Figure 1.

(A) Southern blot analysis of transgenic cotton. Genomic DNA (20 μg each) was isolated from the leaves of DP50 and no. 6888–7 or fibers of no. 7148, and was blotted to nitrocellulose after digestion with XbaI and HindIII restriction enzymes. These enzymes excise the coding region of the phaB gene. Blots were hybridized to ³²P-labeled phaB coding region (1 × 10⁸ cpm/μg; 5 × 10⁵ cpm/ml) and washed under stringent conditions (0.1× SSC at 53°C). Autoradiography was done at −70°C for 72 h.
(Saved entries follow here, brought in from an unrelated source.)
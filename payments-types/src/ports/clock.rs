//! Clock port.

use chrono::{DateTime, Utc};

/// Source of the current UTC instant.
///
/// Bank time-window rules compare against this instead of reading the
/// system clock directly.
pub trait Clock: Send + Sync + 'static {
    fn now(&self) -> DateTime<Utc>;
}

/// Wall-clock time.
#[derive(Debug, Clone, Copy, Default)]
pub struct SystemClock;

impl Clock for SystemClock {
    fn now(&self) -> DateTime<Utc> {
        Utc::now()
    }
}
Molecular sizes were determined based on standards (1 kb markers; BRL). Lanes: 1, DP50; 2, no. 6888–7; 3, no. 7148. (B) Genomic DNA of no. 6888–7, no. 7148, and DP50 were digested with XbaI and subjected to Southern blot analysis. The blot was hybridized to the coding region of phaC. XbaI digestion is expected to release a 1.8-kb coding region of phaC gene. Lanes: 1, DP50; 2, no. 7148; 3, no. 6888–7. (C) Northern blot analysis of transgenic fiber RNAs. Total RNA (20 μg each) was isolated from 15 DPA fibers of no. 7148 and DP50 control. They were size fractionated on formaldehyde/agarose gels and blotted to nitrocellulose. The blots were hybridized to ³²P-labeled (1 × 10⁸ cpm/μg; 0.5 × 10⁵ cpm/ml) insert of phaB and washed under stringent conditions (0.1× SSC at 53°C). Molecular weights were estimated based on 1-kb marker (BRL). Lanes: 1, no. 7148; 2, DP50. (D) Fiber RNAs of no. 7148 and DP50 were hybridized to the insert of the phaC gene. All other conditions were similar to C. Lanes: 1, no. 7148; 2, DP50.